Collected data
__________

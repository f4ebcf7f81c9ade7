use anyhow::{Context, Result};
use clap::{Parser, Subcommand};
use grove::prelude::*;
use serde::Deserialize;
use std::path::{Path, PathBuf};
use tracing_subscriber::fmt::SubscriberBuilder;

mod provenance;

#[derive(Parser)]
#[command(name = "grove")]
#[command(about = "Land-boundary analysis and tree-layout runner")]
struct Cmd {
    #[command(subcommand)]
    action: Action,
}

#[derive(Subcommand)]
enum Action {
    /// Analyze a boundary request and write the plan record
    Analyze {
        #[arg(long)]
        input: PathBuf,
        #[arg(long)]
        out: PathBuf,
        /// Overrides the jitter seed from the request
        #[arg(long)]
        seed: Option<u64>,
    },
    /// Recompute a stored record from its geometry fields and report drift
    Verify {
        #[arg(long)]
        input: PathBuf,
        /// Maximum tolerated absolute drift per numeric field
        #[arg(long, default_value_t = 1e-9)]
        tolerance: f64,
    },
    /// Print a small provenance JSON block
    Report,
}

/// Analysis request as produced by capture front ends.
#[derive(Deserialize)]
#[serde(rename_all = "camelCase")]
struct AnalyzeRequest {
    boundary: Vec<[f64; 2]>,
    spacing: Spacing,
    scale: f64,
    buffer: f64,
    #[serde(default = "default_min_edge_distance")]
    min_edge_distance: f64,
    #[serde(default)]
    seed: u64,
}

fn default_min_edge_distance() -> f64 {
    10.0
}

fn main() -> Result<()> {
    SubscriberBuilder::default().with_target(false).init();
    let cmd = Cmd::parse();
    match cmd.action {
        Action::Analyze { input, out, seed } => analyze(&input, &out, seed),
        Action::Verify { input, tolerance } => verify(&input, tolerance),
        Action::Report => report(),
    }
}

fn analyze(input: &Path, out: &Path, seed: Option<u64>) -> Result<()> {
    let raw = std::fs::read(input).with_context(|| format!("reading {}", input.display()))?;
    let request: AnalyzeRequest =
        serde_json::from_slice(&raw).with_context(|| format!("parsing {}", input.display()))?;

    let mut planner = Planner::new(request.spacing, request.scale, request.buffer)?;
    planner.set_min_edge_distance(request.min_edge_distance)?;
    planner.set_seed(seed.unwrap_or(request.seed));
    planner.set_boundary(
        request
            .boundary
            .iter()
            .map(|&[x, y]| Point::new(x, y))
            .collect(),
    );

    let analysis = planner.analysis();
    tracing::info!(
        trees = analysis.metrics.tree_count,
        estimated = analysis.estimated_tree_count,
        roi = analysis.metrics.roi,
        degenerate_buffer = analysis.buffered.degenerate,
        "analyzed"
    );
    let trees = analysis.trees.clone();
    let record = planner.to_record();

    if let Some(parent) = out.parent() {
        if !parent.as_os_str().is_empty() {
            std::fs::create_dir_all(parent)
                .with_context(|| format!("creating {}", parent.display()))?;
        }
    }
    std::fs::write(out, serde_json::to_vec_pretty(&record)?)
        .with_context(|| format!("writing {}", out.display()))?;
    // Tree point list next to the record, for renderers.
    let trees_path = out.with_extension("trees.json");
    std::fs::write(&trees_path, serde_json::to_vec_pretty(&trees)?)
        .with_context(|| format!("writing {}", trees_path.display()))?;

    provenance::write_sidecar(
        out,
        provenance::Payload::new(serde_json::json!({
            "input": input.to_string_lossy(),
            "seed": seed,
        })),
    )?;
    Ok(())
}

fn verify(input: &Path, tolerance: f64) -> Result<()> {
    let raw = std::fs::read(input).with_context(|| format!("reading {}", input.display()))?;
    let record: PlanRecord =
        serde_json::from_slice(&raw).with_context(|| format!("parsing {}", input.display()))?;

    let mut planner = Planner::from_record(&record)?;
    let fresh = planner.to_record();

    let mut ok = true;
    if record.total_trees != fresh.total_trees {
        tracing::error!(
            stored = record.total_trees,
            recomputed = fresh.total_trees,
            "tree count drift"
        );
        ok = false;
    }
    let fields = [
        ("totalArea", record.total_area, fresh.total_area),
        ("plantableArea", record.plantable_area, fresh.plantable_area),
        (
            "estimatedYield",
            record.metrics.estimated_yield,
            fresh.metrics.estimated_yield,
        ),
        (
            "waterRequirement",
            record.metrics.water_requirement,
            fresh.metrics.water_requirement,
        ),
        (
            "carbonSequestration",
            record.metrics.carbon_sequestration,
            fresh.metrics.carbon_sequestration,
        ),
        (
            "maintenanceCost",
            record.metrics.maintenance_cost,
            fresh.metrics.maintenance_cost,
        ),
        (
            "estimatedRevenue",
            record.metrics.estimated_revenue,
            fresh.metrics.estimated_revenue,
        ),
        ("roi", record.metrics.roi, fresh.metrics.roi),
    ];
    for (name, stored, recomputed) in fields {
        if (stored - recomputed).abs() > tolerance {
            tracing::error!(name, stored, recomputed, "field drift");
            ok = false;
        }
    }
    anyhow::ensure!(ok, "stored record disagrees with recomputation");
    println!("ok");
    Ok(())
}

fn report() -> Result<()> {
    let obj = serde_json::json!({
        "code_rev": provenance::current_git_rev(),
        "grove_version": grove::VERSION,
        "params": {},
        "outputs": []
    });
    println!("{}", serde_json::to_string_pretty(&obj)?);
    Ok(())
}

#[cfg(test)]
mod tests {
    use super::*;
    use tempfile::tempdir;

    fn write_request(path: &Path) {
        std::fs::write(
            path,
            serde_json::json!({
                "boundary": [[0.0, 0.0], [0.0, 10.0], [10.0, 10.0], [10.0, 0.0]],
                "spacing": { "horizontal": 5.0, "vertical": 5.0 },
                "scale": 1.0,
                "buffer": 2.0,
                "minEdgeDistance": 2.0
            })
            .to_string(),
        )
        .unwrap();
    }

    #[test]
    fn analyze_then_verify_round_trips() {
        let dir = tempdir().unwrap();
        let input = dir.path().join("request.json");
        write_request(&input);

        let out = dir.path().join("record.json");
        analyze(&input, &out, None).unwrap();
        verify(&out, 1e-9).unwrap();

        let record: PlanRecord = serde_json::from_slice(&std::fs::read(&out).unwrap()).unwrap();
        assert_eq!(record.total_trees, 1);
        assert!((record.total_area - 100.0).abs() < 1e-9);
        assert!(out.with_extension("trees.json").exists());
    }

    #[test]
    fn verify_rejects_tampered_records() {
        let dir = tempdir().unwrap();
        let input = dir.path().join("request.json");
        write_request(&input);
        let out = dir.path().join("record.json");
        analyze(&input, &out, None).unwrap();

        let mut record: serde_json::Value =
            serde_json::from_slice(&std::fs::read(&out).unwrap()).unwrap();
        record["totalTrees"] = serde_json::json!(7);
        std::fs::write(&out, record.to_string()).unwrap();
        assert!(verify(&out, 1e-9).is_err());
    }

    #[test]
    fn analyze_rejects_invalid_scale() {
        let dir = tempdir().unwrap();
        let input = dir.path().join("request.json");
        std::fs::write(
            &input,
            serde_json::json!({
                "boundary": [[0.0, 0.0], [0.0, 10.0], [10.0, 10.0]],
                "spacing": { "horizontal": 5.0, "vertical": 5.0 },
                "scale": 0.0,
                "buffer": 2.0
            })
            .to_string(),
        )
        .unwrap();
        let out = dir.path().join("record.json");
        assert!(analyze(&input, &out, None).is_err());
    }
}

__________

Retype every record exactly, omitting nothing.

## Solution to this exercise
repository f4ebcf7f81c9ade7
use anyhow::{Context, Result};
use clap::{Parser, Subcommand};
use grove::prelude::*;
use serde::Deserialize;
use std::path::{Path, PathBuf};
use tracing_subscriber::fmt::SubscriberBuilder;

mod provenance;

#[derive(Parser)]
#[command(name = "grove")]
#[command(about = "Land-boundary analysis and tree-layout runner")]
struct Cmd {
    #[command(subcommand)]
    action: Action,
}

#[derive(Subcommand)]
enum Action {
    /// Analyze a boundary request and write the plan record
    Analyze {
        #[arg(long)]
        input: PathBuf,
        #[arg(long)]
        out: PathBuf,
        /// Overrides the jitter seed from the request
        #[arg(long)]
        seed: Option<u64>,
    },
    /// Recompute a stored record from its geometry fields and report drift
    Verify {
        #[arg(long)]
        input: PathBuf,
        /// Maximum tolerated absolute drift per numeric field
        #[arg(long, default_value_t = 1e-9)]
        tolerance: f64,
    },
    /// Print a small provenance JSON block
    Report,
}

/// Analysis request as produced by capture front ends.
#[derive(Deserialize)]
#[serde(rename_all = "camelCase")]
struct AnalyzeRequest {
    boundary: Vec<[f64; 2]>,
    spacing: Spacing,
    scale: f64,
    buffer: f64,
    #[serde(default = "default_min_edge_distance")]
    min_edge_distance: f64,
    #[serde(default)]
    seed: u64,
}

fn default_min_edge_distance() -> f64 {
    10.0
}

fn main() -> Result<()> {
    SubscriberBuilder::default().with_target(false).init();
    let cmd = Cmd::parse();
    match cmd.action {
        Action::Analyze { input, out, seed } => analyze(&input, &out, seed),
        Action::Verify { input, tolerance } => verify(&input, tolerance),
        Action::Report => report(),
    }
}

fn analyze(input: &Path, out: &Path, seed: Option<u64>) -> Result<()> {
    let raw = std::fs::read(input).with_context(|| format!("reading {}", input.display()))?;
    let request: AnalyzeRequest =
        serde_json::from_slice(&raw).with_context(|| format!("parsing {}", input.display()))?;

    let mut planner = Planner::new(request.spacing, request.scale, request.buffer)?;
    planner.set_min_edge_distance(request.min_edge_distance)?;
    planner.set_seed(seed.unwrap_or(request.seed));
    planner.set_boundary(
        request
            .boundary
            .iter()
            .map(|&[x, y]| Point::new(x, y))
            .collect(),
    );

    let analysis = planner.analysis();
    tracing::info!(
        trees = analysis.metrics.tree_count,
        estimated = analysis.estimated_tree_count,
        roi = analysis.metrics.roi,
        degenerate_buffer = analysis.buffered.degenerate,
        "analyzed"
    );
    let trees = analysis.trees.clone();
    let record = planner.to_record();

    if let Some(parent) = out.parent() {
        if !parent.as_os_str().is_empty() {
            std::fs::create_dir_all(parent)
                .with_context(|| format!("creating {}", parent.display()))?;
        }
    }
    std::fs::write(out, serde_json::to_vec_pretty(&record)?)
        .with_context(|| format!("writing {}", out.display()))?;
    // Tree point list next to the record, for renderers.
    let trees_path = out.with_extension("trees.json");
    std::fs::write(&trees_path, serde_json::to_vec_pretty(&trees)?)
        .with_context(|| format!("writing {}", trees_path.display()))?;

    provenance::write_sidecar(
        out,
        provenance::Payload::new(serde_json::json!({
            "input": input.to_string_lossy(),
            "seed": seed,
        })),
    )?;
    Ok(())
}

fn verify(input: &Path, tolerance: f64) -> Result<()> {
    let raw = std::fs::read(input).with_context(|| format!("reading {}", input.display()))?;
    let record: PlanRecord =
        serde_json::from_slice(&raw).with_context(|| format!("parsing {}", input.display()))?;

    let mut planner = Planner::from_record(&record)?;
    let fresh = planner.to_record();

    let mut ok = true;
    if record.total_trees != fresh.total_trees {
        tracing::error!(
            stored = record.total_trees,
            recomputed = fresh.total_trees,
            "tree count drift"
        );
        ok = false;
    }
    let fields = [
        ("totalArea", record.total_area, fresh.total_area),
        ("plantableArea", record.plantable_area, fresh.plantable_area),
        (
            "estimatedYield",
            record.metrics.estimated_yield,
            fresh.metrics.estimated_yield,
        ),
        (
            "waterRequirement",
            record.metrics.water_requirement,
            fresh.metrics.water_requirement,
        ),
        (
            "carbonSequestration",
            record.metrics.carbon_sequestration,
            fresh.metrics.carbon_sequestration,
        ),
        (
            "maintenanceCost",
            record.metrics.maintenance_cost,
            fresh.metrics.maintenance_cost,
        ),
        (
            "estimatedRevenue",
            record.metrics.estimated_revenue,
            fresh.metrics.estimated_revenue,
        ),
        ("roi", record.metrics.roi, fresh.metrics.roi),
    ];
    for (name, stored, recomputed) in fields {
        if (stored - recomputed).abs() > tolerance {
            tracing::error!(name, stored, recomputed, "field drift");
            ok = false;
        }
    }
    anyhow::ensure!(ok, "stored record disagrees with recomputation");
    println!("ok");
    Ok(())
}

fn report() -> Result<()> {
    let obj = serde_json::json!({
        "code_rev": provenance::current_git_rev(),
        "grove_version": grove::VERSION,
        "params": {},
        "outputs": []
    });
    println!("{}", serde_json::to_string_pretty(&obj)?);
    Ok(())
}

#[cfg(test)]
mod tests {
    use super::*;
    use tempfile::tempdir;

    fn write_request(path: &Path) {
        std::fs::write(
            path,
            serde_json::json!({
                "boundary": [[0.0, 0.0], [0.0, 10.0], [10.0, 10.0], [10.0, 0.0]],
                "spacing": { "horizontal": 5.0, "vertical": 5.0 },
                "scale": 1.0,
                "buffer": 2.0,
                "minEdgeDistance": 2.0
            })
            .to_string(),
        )
        .unwrap();
    }

    #[test]
    fn analyze_then_verify_round_trips() {
        let dir = tempdir().unwrap();
        let input = dir.path().join("request.json");
        write_request(&input);

        let out = dir.path().join("record.json");
        analyze(&input, &out, None).unwrap();
        verify(&out, 1e-9).unwrap();

        let record: PlanRecord = serde_json::from_slice(&std::fs::read(&out).unwrap()).unwrap();
        assert_eq!(record.total_trees, 1);
        assert!((record.total_area - 100.0).abs() < 1e-9);
        assert!(out.with_extension("trees.json").exists());
    }

    #[test]
    fn verify_rejects_tampered_records() {
        let dir = tempdir().unwrap();
        let input = dir.path().join("request.json");
        write_request(&input);
        let out = dir.path().join("record.json");
        analyze(&input, &out, None).unwrap();

        let mut record: serde_json::Value =
            serde_json::from_slice(&std::fs::read(&out).unwrap()).unwrap();
        record["totalTrees"] = serde_json::json!(7);
        std::fs::write(&out, record.to_string()).unwrap();
        assert!(verify(&out, 1e-9).is_err());
    }

    #[test]
    fn analyze_rejects_invalid_scale() {
        let dir = tempdir().unwrap();
        let input = dir.path().join("request.json");
        std::fs::write(
            &input,
            serde_json::json!({
                "boundary": [[0.0, 0.0], [0.0, 10.0], [10.0, 10.0]],
                "spacing": { "horizontal": 5.0, "vertical": 5.0 },
                "scale": 0.0,
                "buffer": 2.0
            })
            .to_string(),
        )
        .unwrap();
        let out = dir.path().join("record.json");
        assert!(analyze(&input, &out, None).is_err());
    }
}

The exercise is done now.